Sunday, November 17, 2013

Sending Children to Prison for Profit


There is a documentary film showing today at a New York film festival called “Kids for Cash” which will be generally available on February 5th next year. It is about two judges and assorted collaborators in Luzerne County (which includes Pittston, Wilkes-Barre and Hazleton), Pennsylvania, who profited by cruel and arbitrary sending of children to for-profit prisons.
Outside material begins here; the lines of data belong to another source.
//! Supervised spawning of the external tools.
//!
//! Each spawn pipes both output streams and drains them with two
//! independent tasks, so per-stream ordering is preserved while the relative
//! order across streams stays whatever the OS pipes deliver. The supervisor
//! resolves only after both streams close and the exit status is known.

use std::path::Path;
use std::process::Stdio;
use std::sync::Arc;

use tokio::io::{AsyncRead, AsyncReadExt};
use tokio::process::Command;
use tokio::task::JoinHandle;
use tracing::{debug, warn};

use crate::classify::classify;
use crate::core::{Channel, Tool};
use crate::error::{Result, RunnerError};
use crate::transport::EventSink;

/// Spawn `bin` with `args`, route its streams through the classifier into
/// `sink`, and return the exit code (-1 when the child died to a signal).
pub(crate) async fn run_supervised(
    tool: Tool,
    bin: &Path,
    args: &[String],
    sink: &Arc<dyn EventSink>,
) -> Result<i32> {
    debug!(tool = tool.name(), bin = %bin.display(), "spawning");

    let mut child = Command::new(bin)
        .args(args)
        .stdout(Stdio::piped())
        .stderr(Stdio::piped())
        .spawn()
        .map_err(|source| RunnerError::Spawn {
            tool: tool.name(),
            source,
        })?;

    let stdout = child.stdout.take().unwrap();
    let stderr = child.stderr.take().unwrap();

    let stdout_pump = spawn_pump(stdout, tool, Channel::Stdout, Arc::clone(sink));
    let stderr_pump = spawn_pump(stderr, tool, Channel::Stderr, Arc::clone(sink));

    let status = child.wait().await.map_err(|source| RunnerError::Spawn {
        tool: tool.name(),
        source,
    })?;

    let _ = stdout_pump.await;
    let _ = stderr_pump.await;

    let code = status.code().unwrap_or(-1);
    debug!(tool = tool.name(), code, "tool exited");
    Ok(code)
}

fn spawn_pump<R>(
    mut reader: R,
    tool: Tool,
    channel: Channel,
    sink: Arc<dyn EventSink>,
) -> JoinHandle<()>
where
    R: AsyncRead + Unpin + Send + 'static,
{
    tokio::spawn(async move {
        let mut buf = [0u8; 4096];
        loop {
            match reader.read(&mut buf).await {
                Ok(0) => break,
                Ok(n) => {
                    let chunk = String::from_utf8_lossy(&buf[..n]);
                    for event in classify(tool, channel, &chunk) {
                        sink.emit(event);
                    }
                }
                Err(e) => {
                    warn!(tool = tool.name(), ?channel, error = %e, "stream read failed");
                    break;
                }
            }
        }
    })
}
William Ecenbarger wrote a detailed, readable, excellent book on the crime, entitled Kids for Cash:Two Judges, Thousands of Children and a $2.8 Million Kickback Scheme. The book came in the mail at about 5:00 PM last night and I couldn't put the damned thing down until I finished it at 5:00 AM this morning. I didn't want to read the book but I felt I had to read it, because this particular crime exemplified for me the whole Reagan era turn to selfishness, opportunism, the belief that social order derives ultimately from The Fist rather than love, that there is no such thing as society, and that money is a good measure of success and value.

Judge Mark A. Ciavarella
The Juvenile Court judge, Mark Ciavarella, had a friend build a juvenile prison, “PA Child Care,” in Pittston and another one in western PA, and then sent a steady stream of kids to keep those prisons full and immensely profitable for six years. The kids were arrested on ridiculous charges and given an average of four minutes hearing, during which most kids, who did not have lawyer representation, said only a couple words and often just cried, then were handcuffed, shackled, and taken off to prison. We are talking here about several thousand girls and boys under the age of sixteen over a period of six years.

It would be just monstrous for me to choose some quote from Ecenbarger's book to try to convey what it was like for, say, a ten-year-old to be taken away from his home for three to twelve months or more on some transparently dishonest charge and incarcerated in a harsh situation.

Rather, here is just one quote from the book (p. 240) which gets at another aspect. Basil G. Russin, who had been chief Public Defender for Luzerne County for twenty-six years, said the following to a commission of inquiry in justification of his own, and his staff's, silence, passivity, compliance and irresponsibility (p.240):

Because everybody loved it. Everybody loved it. The schools absolutely loved it. They got rid of every bad kid in their school. When I was in school if you threw a spitball, maybe you went to the principal's office and sat for a couple periods. Last couple years if you threw a spitball, they got the police, and you ended up in juvenile court and got sent away. Schools got rid of all their problems. Parents, parents who had problems with the kid at home. They called the police. Police said, you want us to take him away? Sure. I can't control the kid anymore. Away the kid would go. Parents loved it. Police loved it. They knew every arrest they made the kid would get sent away. And despite what you heard this morning, the DA loved it because they were getting convictions. They were never losing cases.”